Heeft Bibi niet ooit iets opgemerkt over emulatio Spiering? Het is niet echt sympathiek hè, om veel leukere en grappiger comments te schrijven dan het originele stuk. Bovendien moet ik dan eerst een kwartier bijkomen voor ik weer in staat ben om te reageren.
En vooral niet als je, weer eens, de spijker op zijn kop slaat.
Overigens vind ik het boek van Sillitoe (what's in a name), een prachtboek. Goed dat jij het ook kent, maar gezien zowel je leraarschap als je topsportverleden op Terschelling, geen wonder natuurlijk.
Dit was het eind van mijn 'top'sport2luik op Canna. Volgende keer iets over de Febo?

Anoniem zei

Ludo, een tweeluik? Ik wil wekelijks verslag van het wel en ook van het wee. Ze zijn mooi, je stukken. Een beetje radioprogramma heeft toch zijn sportrubriek?

Anoniem zei

Chapeau - voor het stuk én de comments.

Anoniem zei

Herkenbaar stuk, Ludo. Dat je al weet hoe de wedstrijd gaat verlopen omdat je het in je lijf voelt zitten.
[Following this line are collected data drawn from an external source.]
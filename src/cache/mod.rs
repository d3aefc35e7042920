//! Caching subsystem.
//!
//! Two cooperating pieces:
//!
//! - [`CacheStore`]: bounded LRU store of synthesized audio, keyed by
//!   [`Fingerprint`](crate::Fingerprint). Bounded by entry count and total
//!   bytes; see [`store`] module docs for eviction and invalidation rules.
//!
//! - [`SynthesisGate`]: single-flight table ensuring at most one model call
//!   per fingerprint is outstanding. See [`gate`] module docs.
//!
//! Both are owned by [`SpeechGateway`](crate::SpeechGateway), which wires
//! them together behind `get_or_generate`.

pub mod gate;
pub mod store;

pub use gate::{Admission, LeaderTicket, SynthesisGate, SynthesisOutcome, Waiter};
pub use store::{CacheEntry, CacheStats, CacheStore, InsertOutcome};

use crate::fingerprint::DEFAULT_FLOAT_PRECISION;

/// Configuration for the synthesis cache.
///
/// ```rust
/// # use huginn::CacheConfig;
/// let config = CacheConfig::new()
///     .max_entries(1_000)
///     .max_bytes(256 * 1024 * 1024)
///     .float_precision(3);
/// ```
#[derive(Debug, Clone, PartialEq, Eq)]
pub struct CacheConfig {
    /// Maximum number of cached artifacts. Default: 256.
    pub max_entries: u64,
    /// Maximum total artifact bytes. Default: 512 MiB.
    pub max_bytes: u64,
    /// Decimal digits kept for float parameters when fingerprinting.
    /// Default: 4.
    pub float_precision: u32,
}

impl Default for CacheConfig {
    fn default() -> Self {
        Self {
            max_entries: 256,
            max_bytes: 512 * 1024 * 1024,
            float_precision: DEFAULT_FLOAT_PRECISION,
        }
    }
}

impl CacheConfig {
    /// Create a new config with sensible defaults.
    pub fn new() -> Self {
        Self::default()
    }

    /// Set the maximum number of cached artifacts.
    pub fn max_entries(mut self, n: u64) -> Self {
        self.max_entries = n;
        self
    }

    /// Set the maximum total artifact bytes.
    pub fn max_bytes(mut self, n: u64) -> Self {
        self.max_bytes = n;
        self
    }

    /// Set the float rounding precision used for fingerprints.
    pub fn float_precision(mut self, digits: u32) -> Self {
        self.float_precision = digits;
        self
    }
}
use std::iter::Peekable;

use crate::{
    ast::Expr,
    error::ParseError,
    interpreter::{
        lexer::Token,
        parser::core::{ParseResult, parse_expression},
    },
};

/// Parses a primary (atomic) expression.
///
/// Primary expressions form the base of the expression grammar and include:
/// - numeric literals
/// - variable references
/// - parenthesized expressions
///
/// Grammar:
/// ```text
///     primary := NUMBER
///              | IDENTIFIER
///              | "(" expression ")"
/// ```
/// Any other leading token, including [`Token::Unknown`], is rejected here;
/// the lexer itself never raises.
///
/// # Parameters
/// - `tokens`: Token iterator positioned at the start of a primary
///   expression.
///
/// # Returns
/// The parsed primary [`Expr`] or a `ParseError` on failure.
pub(crate) fn parse_primary<'a, I>(tokens: &mut Peekable<I>) -> ParseResult<Expr>
    where I: Iterator<Item = &'a Token> + Clone
{
    let peeked = tokens.peek().ok_or(ParseError::UnexpectedEndOfInput)?;

    match peeked {
        Token::Integer(..) | Token::Real(..) => parse_literal(tokens),
        Token::Identifier(_) => parse_variable(tokens),
        Token::LParen => parse_grouping(tokens),
        tok => Err(ParseError::UnexpectedToken { token: format!("{tok:?}") }),
    }
}

/// Parses a numeric literal.
///
/// Integer tokens become integer values and real tokens become real values;
/// the distinction made by the lexer is preserved through evaluation.
///
/// # Parameters
/// - `tokens`: Token iterator positioned at a literal.
///
/// # Returns
/// An [`Expr::Literal`] containing the parsed value.
fn parse_literal<'a, I>(tokens: &mut Peekable<I>) -> ParseResult<Expr>
    where I: Iterator<Item = &'a Token> + Clone
{
    match tokens.next() {
        Some(Token::Integer(n)) => Ok(Expr::Literal { value: (*n).into() }),
        Some(Token::Real(r)) => Ok(Expr::Literal { value: (*r).into() }),
        Some(tok) => {
            Err(ParseError::ExpectedToken { expected: "number".to_string(),
                                            found:    format!("{tok:?}"), })
        },
        None => Err(ParseError::UnexpectedEndOfInput),
    }
}

/// Parses a variable reference.
///
/// # Parameters
/// - `tokens`: Token iterator positioned at an identifier.
///
/// # Returns
/// An [`Expr::Variable`] carrying the identifier's name.
fn parse_variable<'a, I>(tokens: &mut Peekable<I>) -> ParseResult<Expr>
    where I: Iterator<Item = &'a Token> + Clone
{
    match tokens.next() {
        Some(Token::Identifier(name)) => Ok(Expr::Variable { name: name.clone() }),
        Some(tok) => {
            Err(ParseError::ExpectedToken { expected: "identifier".to_string(),
                                            found:    format!("{tok:?}"), })
        },
        None => Err(ParseError::UnexpectedEndOfInput),
    }
}

/// Parses a parenthesized expression.
///
/// Expected form `( expression )`
///
/// The function consumes the opening parenthesis, parses the enclosed
/// expression, and then requires a closing `)`.
///
/// Grammar: `grouping := "(" expression ")"`
///
/// # Parameters
/// - `tokens`: Token iterator positioned at `(`.
///
/// # Returns
/// The inner expression as-is (no wrapper node).
fn parse_grouping<'a, I>(tokens: &mut Peekable<I>) -> ParseResult<Expr>
    where I: Iterator<Item = &'a Token> + Clone
{
    tokens.next();
    let expr = parse_expression(tokens)?;
    match tokens.next() {
        Some(Token::RParen) => Ok(expr),
        Some(tok) => {
            Err(ParseError::ExpectedToken { expected: "')'".to_string(),
                                            found:    format!("{tok:?}"), })
        },
        None => Err(ParseError::UnexpectedEndOfInput),
    }
}
use crate::{
    error::RuntimeError, interpreter::evaluator::core::EvalResult,
    util::num::i64_to_f64_checked,
};

/// Represents a runtime value in the interpreter.
///
/// The language is purely numeric: every expression, declaration and context
/// binding evaluates to either an integer or a real number. There are no other
/// runtime types.
#[derive(Debug, Clone, Copy, PartialEq)]
pub enum Value {
    /// An integer value (64 bit integer).
    Integer(i64),
    /// A numeric value (double precision floating-point).
    Real(f64),
}

impl From<i64> for Value {
    fn from(v: i64) -> Self {
        Self::Integer(v)
    }
}

impl From<f64> for Value {
    fn from(v: f64) -> Self {
        Self::Real(v)
    }
}

impl Value {
    /// Converts the value to an `f64`.
    ///
    /// For integers, conversion fails if the value is too large to be
    /// represented as `f64` exactly.
    ///
    /// # Returns
    /// - `Ok(f64)`: If the value is real or a safe integer.
    /// - `Err(RuntimeError::LiteralTooLarge)`: If the integer is not exactly
    ///   representable.
    ///
    /// # Example
    /// ```
    /// use embex::interpreter::value::Value;
    ///
    /// let x = Value::Integer(10);
    /// assert_eq!(x.as_real().unwrap(), 10.0);
    /// ```
    pub fn as_real(&self) -> EvalResult<f64> {
        match self {
            Self::Real(r) => Ok(*r),
            Self::Integer(n) => i64_to_f64_checked(*n, RuntimeError::LiteralTooLarge),
        }
    }
}

impl std::fmt::Display for Value {
    fn fmt(&self, f: &mut std::fmt::Formatter<'_>) -> std::fmt::Result {
        match self {
            Self::Integer(n) => write!(f, "{n}"),
            Self::Real(r) => write!(f, "{r}"),
        }
    }
}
Dan kun je daar de rest van de tijd tegen vechten en heel af en toe weet je dat te verslaan.

Ben jij de rechter of de linker op de foto?

Anoniem zei

Allebei. De linker is de womanizer.

Ludo zei

Dank Kees. Zoals je dus begrijpt, Frank, loop ik rechts. Tenminste op de foto. In het echt links dus.

Anoniem zei

Heb je nooit van die nare steken in je zij, Ludo?

Ik moet trouwens erg lachen om de Febo-grapjes.
De grootste grap is misschien wel dat ik pas dit jaar heb ontdekt dat de Febo bestaat.
Het is erg maar waar.
Ik ging dit jaar dus voor het eerst opzoek, ik vond er een, ik neus in de raampjes opzoek naar een garnalenslaatje (wie weet een Wiplala op de koop toe) was alles leeg! You guys!